PROBLEM DESCRIPTION >> Please repeat only the stretch of records running from the first line through the line that contains "for frame in".

Collected data >>

#[async_trait::async_trait]
impl BackendApi for MockBackend {
    async fn health(&self) -> Result<Value, ClientError> {
        Ok(json!({ "status": "healthy" }))
    }

    async fn schema_from_description(
        &self,
        _description: &str,
        _domain: &str,
        _data_type: &str,
    ) -> Result<SchemaResult, ClientError> {
        self.schema_calls.fetch_add(1, Ordering::SeqCst);
        let mut schemas = self.schemas.lock().unwrap();
        if schemas.is_empty() { Ok(remote_schema()) } else { schemas.remove(0) }
    }

    async fn analyze(&self, _sample: &Dataset, _config: &Value) -> Result<Value, ClientError> {
        Ok(Value::Null)
    }

    async fn start_generation(&self, body: &Value) -> Result<Value, ClientError> {
        self.start_bodies.lock().unwrap().push(body.clone());
        let script = {
            let mut starts = self.starts.lock().unwrap();
            if starts.is_empty() { None } else { Some(starts.remove(0)) }
        };
        let Some(script) = script else {
            return Err(refused());
        };
        for frame in &script.frames {
            self.router.dispatch(&frame.to_string());
        }
        script.reply
    }

    async fn generation_status(&self, job_id: &str) -> Result<Value, ClientError> {
        self.status_requests.lock().unwrap().push(job_id.to_owned());
        Ok(self.status.lock().unwrap().clone())
    }

    async fn list_jobs(&self) -> Result<Value, ClientError> {
        Ok(json!([]))
    }

    async fn generate_local(&self, _body: &Value) -> Result<Value, ClientError> {
        Ok(Value::Null)
    }

    async fn metrics(&self) -> Result<Value, ClientError> {
        Ok(Value::Null)
    }

    async fn agents_status(&self) -> Result<Value, ClientError> {
        Ok(Value::Null)
    }
}

// =========================================================================
// helpers
// =========================================================================

fn refused() -> ClientError {
    ClientError::Network { endpoint: START_PATH.into(), message: "connection refused".into(), timed_out: false }
}

fn remote_schema() -> SchemaResult {
    let mut schema = Schema::new();
    schema.insert("patient_id", FieldSpec::new("string", "Patient identifier"));
    schema.insert("age", FieldSpec::new("integer", "Age in years").with_range(0, 120));
    SchemaResult {
        schema,
        detected_domain: "healthcare".into(),
        estimated_rows: 500,
        relationships: Vec::new(),
        suggestions: Vec::new(),
        sample_data: Vec::new(),
    }
}
impl Orchestrator {
    #[must_use]
    pub fn new(
        api: Arc<dyn BackendApi>,
        router: Arc<MessageRouter>,
        log: Arc<Mutex<EventLog>>,
        generation_timeout: Duration,
    ) -> Self {
        let (phase, _) = watch::channel(Phase::Idle);
        Self {
            api,
            router,
            log,
            generation_timeout,
            fallback: true,
            phase,
            schema: None,
            schema_request: None,
            uploaded: None,
            last_request: None,
            last_error: None,
            result: None,
        }
    }

    /// Enable or disable the one-shot local fallback (on by default).
    #[must_use]
    pub fn with_fallback(mut self, enabled: bool) -> Self {
        self.fallback = enabled;
        self
    }

    #[must_use]
    pub fn phase(&self) -> Phase {
        *self.phase.borrow()
    }

    #[must_use]
    pub fn subscribe_phase(&self) -> watch::Receiver<Phase> {
        self.phase.subscribe()
    }

    #[must_use]
    pub fn schema(&self) -> Option<&ResolvedSchema> {
        self.schema.as_ref()
    }

    #[must_use]
    pub fn uploaded(&self) -> Option<&Dataset> {
        self.uploaded.as_ref()
    }

    #[must_use]
    pub fn result(&self) -> Option<&GenerationResult> {
        self.result.as_ref()
    }

    /// Error that moved the machine into [`Phase::Failed`].
    #[must_use]
    pub fn last_error(&self) -> Option<&ClientError> {
        self.last_error.as_ref()
    }

    /// Resolve a schema from a natural-language description.
    ///
    /// # Errors
    ///
    /// `Validation` for a short description or missing selection (no call is
    /// made), `State` while another action is in flight, otherwise the remote
    /// error when the fallback is disabled or not applicable.
    pub async fn request_schema(
        &mut self,
        description: &str,
        domain: &str,
        data_type: &str,
    ) -> Result<ResolvedSchema, ClientError> {
        self.ensure_not_busy("request a schema")?;
        if description.trim().chars().count() < MIN_DESCRIPTION_CHARS {
            return Err(ClientError::Validation(format!(
                "Describe the data in at least {MIN_DESCRIPTION_CHARS} characters."
            )));
        }
        validate_selection(domain, data_type)?;

        self.uploaded = None;
        self.resolve_schema(SchemaRequest {
            description: description.trim().to_owned(),
            domain: domain.to_owned(),
            data_type: data_type.to_owned(),
        })
        .await
    }

    /// Parse an uploaded file and infer its schema locally.
    ///
    /// Parse failures are terminal for this upload and do not change the phase.
    ///
    /// # Errors
    ///
    /// `Unsupported` or `Parse` from the upload parser, `State` while busy.
    pub fn load_upload(&mut self, file_name: &str, contents: &str, domain: &str) -> Result<ResolvedSchema, ClientError> {
        self.ensure_not_busy("load an upload")?;
        let dataset = parse_upload(file_name, contents)?;
        let resolved = ResolvedSchema { result: schema_from_upload(&dataset, domain), origin: Origin::Local };
        tracing::info!(file_name, rows = dataset.len(), fields = resolved.result.schema.len(), "upload parsed");

        self.uploaded = Some(dataset);
        self.schema = Some(resolved.clone());
        self.schema_request = None;
        self.last_error = None;
        self.set_phase(Phase::SchemaReady);
        Ok(resolved)
    }

    /// Generate a dataset from the resolved schema.
    ///
    /// Allowed from `schema-ready`, `complete`, or a failed state that still
    /// holds a schema. A failed generation retried here resumes from
    /// `schema-ready` without re-requesting the schema.
    ///
    /// # Errors
    ///
    /// `State` without a resolved schema, `Validation` for a bad selection or
    /// row count, `JobFailed` when the backend reports failure, otherwise the
    /// remote error that could not be recovered locally.
    pub async fn generate(&mut self, request: GenerationRequest) -> Result<GenerationResult, ClientError> {
        let phase = self.phase();
        let ready = matches!(phase, Phase::SchemaReady | Phase::Complete | Phase::Failed { .. });
        if !ready || self.schema.is_none() {
            return Err(ClientError::State { action: "generate", phase: phase.as_str().to_owned() });
        }
        validate_selection(&request.domain, &request.data_type)?;
        if !(1..=MAX_ROW_COUNT).contains(&request.params.row_count) {
            return Err(ClientError::Validation(format!("Row count must be between 1 and {MAX_ROW_COUNT}.")));
        }

        if matches!(phase, Phase::Failed { .. }) {
            self.set_phase(Phase::SchemaReady);
        }
        self.last_request = Some(request.clone());
        self.run_generation(&request).await
    }

    /// Re-run the action that failed, from the stage it failed in.
    ///
    /// # Errors
    ///
    /// `State` when the machine is not in a failed state, otherwise whatever
    /// the retried action returns.
    pub async fn retry(&mut self) -> Result<Phase, ClientError> {
        let phase = self.phase();
        match phase {
            Phase::Failed { during: Stage::Schema } => {
                let request = self.schema_request.clone().ok_or(ClientError::State {
                    action: "retry",
                    phase: phase.as_str().to_owned(),
                })?;
                self.resolve_schema(request).await?;
            }
            Phase::Failed { during: Stage::Generation } => {
                let request = self.last_request.clone().ok_or(ClientError::State {
                    action: "retry",
                    phase: phase.as_str().to_owned(),
                })?;
                self.generate(request).await?;
            }
            _ => return Err(ClientError::State { action: "retry", phase: phase.as_str().to_owned() }),
        }
        Ok(self.phase())
    }

    /// Forget schema, upload and result; back to `idle`.
    pub fn reset(&mut self) {
        self.schema = None;
        self.schema_request = None;
        self.uploaded = None;
        self.last_request = None;
        self.last_error = None;
        self.result = None;
        self.set_phase(Phase::Idle);
    }

    async fn resolve_schema(&mut self, request: SchemaRequest) -> Result<ResolvedSchema, ClientError> {
        self.schema = None;
        self.schema_request = Some(request.clone());
        self.set_phase(Phase::SchemaPending);

        let outcome = match self
            .api
            .schema_from_description(&request.description, &request.domain, &request.data_type)
            .await
        {
            Ok(result) if !result.schema.is_empty() => Ok(result),
            Ok(_) => Err(ClientError::Remote { status: 200, body: EMPTY_SCHEMA_BODY.to_owned() }),
            Err(err) => Err(err),
        };

        let resolved = match outcome {
            Ok(result) => ResolvedSchema { result, origin: Origin::Remote },
            Err(err) if self.fallback && err.is_fallback_eligible() => {
                tracing::warn!(error = %err, "remote schema unavailable; using local fallback");
                ResolvedSchema {
                    result: schema_from_description(&request.description, &request.domain),
                    origin: Origin::Local,
                }
            }
            Err(err) => return Err(self.fail(Stage::Schema, err)),
        };

        tracing::info!(origin = resolved.origin.label(), fields = resolved.result.schema.len(), "schema ready");
        self.schema = Some(resolved.clone());
        self.last_error = None;
        self.set_phase(Phase::SchemaReady);
        Ok(resolved)
    }

    async fn run_generation(&mut self, request: &GenerationRequest) -> Result<GenerationResult, ClientError> {
        let schema = self.schema.as_ref().map(|s| s.result.schema.clone()).unwrap_or_default();
        self.result = None;
        self.set_phase(Phase::Generating);
        self.with_log(|log| log.set_generating(true));

        let outcome = self.produce(request, &schema).await;
        self.with_log(|log| log.set_generating(false));

        match outcome {
            Ok(result) => {
                tracing::info!(
                    job_id = ?result.job_id,
                    origin = result.origin.label(),
                    rows = result.data.len(),
                    "generation complete"
                );
                self.result = Some(result.clone());
                self.last_error = None;
                self.set_phase(Phase::Complete);
                Ok(result)
            }
            Err(err) => Err(self.fail(Stage::Generation, err)),
        }
    }

    async fn produce(&self, request: &GenerationRequest, schema: &Schema) -> Result<GenerationResult, ClientError> {
        let mut events = self.router.subscribe_events();

        let reply = match self.api.start_generation(&request.start_body(schema)).await {
            Ok(reply) => reply,
            Err(err) if self.fallback && err.is_fallback_eligible() && !progress_arrived(&mut events) => {
                tracing::warn!(error = %err, "remote generation unavailable; running local pipeline");
                return Ok(self.generate_locally(request, schema));
            }
            Err(err) => return Err(err),
        };

        if let Some(result) = GenerationResult::from_remote(&reply) {
            return Ok(result);
        }

        let job_id = reply.get("job_id").and_then(Value::as_str).map(str::to_owned);
        tracing::info!(job_id = ?job_id, "generation started; awaiting progress");

        let terminal = tokio::time::timeout(self.generation_timeout, wait_for_terminal(&mut events, job_id.as_deref()))
            .await
            .map_err(|_| ClientError::Network {
                endpoint: START_PATH.to_owned(),
                message: format!("no terminal progress within {}s", self.generation_timeout.as_secs()),
                timed_out: true,
            })??;

        if terminal.is_failure() {
            return Err(ClientError::JobFailed { job_id, message: terminal.message });
        }
        self.fetch_result(job_id).await
    }

    async fn fetch_result(&self, job_id: Option<String>) -> Result<GenerationResult, ClientError> {
        let Some(job_id) = job_id else {
            return Ok(empty_remote_result(None, Value::Null));
        };
        let status = self.api.generation_status(&job_id).await?;
        let payload = status.get("result").unwrap_or(&status);
        match GenerationResult::from_remote(payload) {
            Some(mut result) => {
                result.job_id.get_or_insert(job_id);
                Ok(result)
            }
            None => {
                tracing::warn!(job_id = %job_id, "job finished without rows in its status payload");
                Ok(empty_remote_result(Some(job_id), status))
            }
        }
    }

    fn generate_locally(&self, request: &GenerationRequest, schema: &Schema) -> GenerationResult {
        let schema = (!schema.is_empty()).then_some(schema);
        run_local_pipeline(request, schema, |update| {
            self.with_log(|log| {
                log.record(&update);
            });
        })
    }

    fn fail(&mut self, during: Stage, err: ClientError) -> ClientError {
        tracing::warn!(stage = ?during, error = %err, "orchestrator entered error state");
        self.last_error = Some(err.clone());
        self.set_phase(Phase::Failed { during });
        err
    }

    fn ensure_not_busy(&self, action: &'static str) -> Result<(), ClientError> {
        let phase = self.phase();
        if phase.is_busy() {
            return Err(ClientError::State { action, phase: phase.as_str().to_owned() });
        }
        Ok(())
    }

    fn set_phase(&self, next: Phase) {
        let previous = self.phase.send_replace(next);
        if previous != next {
            tracing::debug!(from = previous.as_str(), to = next.as_str(), "phase transition");
        }
    }

    fn with_log(&self, f: impl FnOnce(&mut EventLog)) {
        let mut log = self.log.lock().unwrap_or_else(PoisonError::into_inner);
        f(&mut log);
    }
}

THE COMPLETED TASK >>
#[async_trait::async_trait]
impl BackendApi for MockBackend {
    async fn health(&self) -> Result<Value, ClientError> {
        Ok(json!({ "status": "healthy" }))
    }

    async fn schema_from_description(
        &self,
        _description: &str,
        _domain: &str,
        _data_type: &str,
    ) -> Result<SchemaResult, ClientError> {
        self.schema_calls.fetch_add(1, Ordering::SeqCst);
        let mut schemas = self.schemas.lock().unwrap();
        if schemas.is_empty() { Ok(remote_schema()) } else { schemas.remove(0) }
    }

    async fn analyze(&self, _sample: &Dataset, _config: &Value) -> Result<Value, ClientError> {
        Ok(Value::Null)
    }

    async fn start_generation(&self, body: &Value) -> Result<Value, ClientError> {
        self.start_bodies.lock().unwrap().push(body.clone());
        let script = {
            let mut starts = self.starts.lock().unwrap();
            if starts.is_empty() { None } else { Some(starts.remove(0)) }
        };
        let Some(script) = script else {
            return Err(refused());
        };
        for frame in &script.frames {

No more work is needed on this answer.